- Новобрачный удрал, а... она осталась, - кричал Матвей Егорович жене, указывая на Арину, и снова корчился от хохота.
Арина повернула к нему голову и пошла мимо казармы - в степь. Свист, крик, хохот провожали ее.
- Будет! Оставьте! - кричала Софья Ивановна. - Дайте ей очухаться! Обед нужно готовить.
Арина уходила в степь, туда, где за линией отчуждения стояла щетинистая полоса хлеба. Она шла медленно, как человек, глубоко задумавшийся.
- Как, как? - переспрашивал Матвей Егорович участников этой шутки, рассказывавших друг другу разные мелкие подробности поведения новобрачных. И все хохотали. А Николай Петрович даже тут нашел время и место вставить маленькую мудрость:
Смеяться, право, не грешно
Над тем, что кажется смешно!
сказал он Софье Ивановне и внушительно добавил: - Но много смеяться вредно!
Смеялись на станции в тот день много, но обедали плохо, потому что Арина не явилась стряпать и обед готовила сама начальница станции. Но и дурной обед не убил хорошего настроения. Гомозов не выходил из казармы до времени своего дежурства, а когда вышел, то его позвали в контору начальника, и там Николай Петрович, при хохоте Матвея Егоровича и Луки, стал расспрашивать Гомозова, как он "увлекал" свою красавицу.

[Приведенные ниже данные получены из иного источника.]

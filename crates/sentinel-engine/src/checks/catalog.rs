//! Checks over catalog.json
//!
//! Warehouses disagree on identifier case, so column names are compared
//! case-insensitively with the columns declared in properties files.

use serde::Deserialize;
use std::collections::{BTreeMap, HashSet};
use sentinel_core::{short_name, Pattern};
use sentinel_dbt::{resource_type_of, CatalogNode, Column};
use crate::check::{ensure, Check, CheckError, CheckOutcome, Target};
use crate::context::Context;
use crate::registry::{CheckKind, IterateOver};

pub(super) fn kinds() -> Vec<CheckKind> {
    vec![
        CheckKind::catalog::<ColumnsAreAllDocumented>(
            "check_columns_are_all_documented",
            IterateOver::CatalogNodes,
            "All columns in a model should be included in the model's properties file.",
        ),
        CheckKind::catalog::<ColumnNameCompliesToColumnType>(
            "check_column_name_complies_to_column_type",
            IterateOver::CatalogNodes,
            "Columns with the specified data types must match the supplied regex.",
        ),
        CheckKind::catalog::<SourceColumnsAreAllDocumented>(
            "check_source_columns_are_all_documented",
            IterateOver::CatalogSources,
            "All columns in a source should be included in the source's properties file.",
        ),
    ]
}

/// Catalog columns with no declared counterpart, in catalog order
fn undocumented<'a>(node: &'a CatalogNode, declared: &BTreeMap<String, Column>) -> Vec<&'a str> {
    let known: HashSet<String> = declared
        .iter()
        .flat_map(|(key, column)| [key.to_lowercase(), column.name.to_lowercase()])
        .collect();

    let mut columns: Vec<_> = node.columns.values().collect();
    columns.sort_by_key(|c| c.index);
    columns
        .into_iter()
        .filter(|c| !known.contains(&c.name.to_lowercase()))
        .map(|c| c.name.as_str())
        .collect()
}

#[derive(Debug, Deserialize)]
#[serde(deny_unknown_fields)]
pub(crate) struct ColumnsAreAllDocumented {}

impl Check for ColumnsAreAllDocumented {
    fn run(&self, target: Target<'_>, ctx: &Context<'_>) -> CheckOutcome {
        let node = target.catalog_node()?;
        // seeds and snapshots are catalogued too
        if resource_type_of(&node.unique_id) != Some("model") {
            return Ok(());
        }

        let model = ctx.manifest.model(&node.unique_id).ok_or_else(|| {
            CheckError::execution(format!("`{}` is in catalog.json but not in manifest.json", node.unique_id))
        })?;
        let missing = undocumented(node, &model.columns);

        ensure(missing.is_empty(), || {
            format!(
                "`{}` has columns that are not included in the models properties file: {missing:?}",
                short_name(&node.unique_id)
            )
        })
    }
}

#[derive(Debug, Deserialize)]
#[serde(deny_unknown_fields)]
pub(crate) struct ColumnNameCompliesToColumnType {
    column_name_pattern: Pattern,
    /// Warehouse data types, as reported in catalog.json
    types: Vec<String>,
}

impl Check for ColumnNameCompliesToColumnType {
    fn run(&self, target: Target<'_>, _ctx: &Context<'_>) -> CheckOutcome {
        let node = target.catalog_node()?;
        let non_complying: Vec<&str> = node
            .columns
            .values()
            .filter(|c| self.types.iter().any(|t| t.eq_ignore_ascii_case(&c.data_type)))
            .filter(|c| !self.column_name_pattern.is_match(&c.name))
            .map(|c| c.name.as_str())
            .collect();

        ensure(non_complying.is_empty(), || {
            format!(
                "`{}` has columns that don't comply with the specified regexp pattern (`{}`): {non_complying:?}",
                short_name(&node.unique_id),
                self.column_name_pattern.as_str()
            )
        })
    }

    fn validate(&self) -> Result<(), String> {
        if self.types.is_empty() {
            return Err("`types` must name at least one data type".to_string());
        }
        Ok(())
    }
}

#[derive(Debug, Deserialize)]
#[serde(deny_unknown_fields)]
pub(crate) struct SourceColumnsAreAllDocumented {}

impl Check for SourceColumnsAreAllDocumented {
    fn run(&self, target: Target<'_>, ctx: &Context<'_>) -> CheckOutcome {
        let node = target.catalog_source()?;
        let source = ctx.manifest.source(&node.unique_id).ok_or_else(|| {
            CheckError::execution(format!("`{}` is in catalog.json but not in manifest.json", node.unique_id))
        })?;
        let missing = undocumented(node, &source.columns);

        ensure(missing.is_empty(), || {
            format!(
                "`{}` has columns that are not included in the sources properties file: {missing:?}",
                node.unique_id
            )
        })
    }
}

- По оригинальности - это грехопадение номер первый, - сказал Николай Петрович начальнику.
- Грехопадение и есть, - хмуро улыбаясь, говорил степенный стрелочник. Он понял, что если сумеет рассказать об Арине, подтрунивая над нею, то над ним будут меньше смеяться. И он рассказывал:
- Вначале она мне все подмаргивала.
- Подмаргивала?! Ха-ха-ха! Николай Петрович, вы только вообразите, как это она, этакая р-рожа, должна была ему подмаргивать? Прелесть!
- Значит, подмаргивает, а я вижу и думаю про себя - шалишь! Потом, стало быть, говорит, хочешь, говорит, я тебе рубахи сошью!
- Но "не в шитье была тут сила"... - заметил Николай Петрович и пояснил начальнику: - Это, знаете, из Некрасова - из стихотворения "Нарядная и убогая"... Продолжай, Тимофей!
И Тимофей продолжал говорить, сначала насилуя себя, затем постепенно возбуждаясь ложью, ибо видел, что ложь полезна ему.
А та, о которой он говорил, лежала в это время в степи. Она вошла глубоко в море хлеба, тяжело опустилась там на землю и долго неподвижно лежала на земле. Когда же солнце накалило ей спину до того, что она уже не могла больше терпеть жгучих лучей его, она перевернулась вверх грудью и закрыла лицо руками, чтобы не видеть неба, слишком ясного, и чрезмерно яркого солнца в глубине его.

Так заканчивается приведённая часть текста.